__AIM OF THE TASK__
Whenever a line in the data contains "Debug", show that line.

Collected data:
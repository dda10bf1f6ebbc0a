//! Time sources for the estimator.
//!
//! The estimator never reads the system time itself. It asks a [`Clock`] for the
//! current time, in seconds, and only ever uses differences between two readings.

/// A source of timestamps, in seconds.
pub trait Clock<T> {
    /// Returns the current time in seconds.
    fn now(&mut self) -> T;
}

/// A manually driven clock, e.g. for replaying recorded data or for tests.
#[derive(Debug, Clone, Copy, PartialEq, Default)]
pub struct SimulatedClock<T> {
    time: T,
}

impl<T> SimulatedClock<T> {
    /// Creates a clock starting at the given time.
    pub const fn new(start: T) -> Self {
        Self { time: start }
    }

    /// Moves the clock forward by `delta_t` seconds.
    pub fn advance(&mut self, delta_t: T)
    where
        T: Copy + core::ops::Add<T, Output = T>,
    {
        self.time = self.time + delta_t;
    }

    /// Sets the clock to an absolute time.
    pub fn set(&mut self, time: T) {
        self.time = time;
    }

    /// Gets the current time without counting as a clock reading.
    pub fn time(&self) -> T
    where
        T: Copy,
    {
        self.time
    }
}

impl<T> Clock<T> for SimulatedClock<T>
where
    T: Copy,
{
    #[inline]
    fn now(&mut self) -> T {
        self.time
    }
}

/// A monotonic clock measuring seconds since its creation.
#[cfg(feature = "std")]
#[cfg_attr(docsrs, doc(cfg(feature = "std")))]
#[derive(Debug, Clone, Copy)]
pub struct SystemClock {
    origin: std::time::Instant,
}

#[cfg(feature = "std")]
impl SystemClock {
    /// Creates a clock whose zero is the current instant.
    pub fn new() -> Self {
        Self {
            origin: std::time::Instant::now(),
        }
    }
}

#[cfg(feature = "std")]
impl Default for SystemClock {
    fn default() -> Self {
        Self::new()
    }
}

#[cfg(feature = "std")]
impl Clock<f64> for SystemClock {
    fn now(&mut self) -> f64 {
        self.origin.elapsed().as_secs_f64()
    }
}

#[cfg(feature = "std")]
impl Clock<f32> for SystemClock {
    fn now(&mut self) -> f32 {
        self.origin.elapsed().as_secs_f32()
    }
}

__REPLY__
#[derive(Debug, Clone, Copy, PartialEq, Default)]
#[derive(Debug, Clone, Copy)]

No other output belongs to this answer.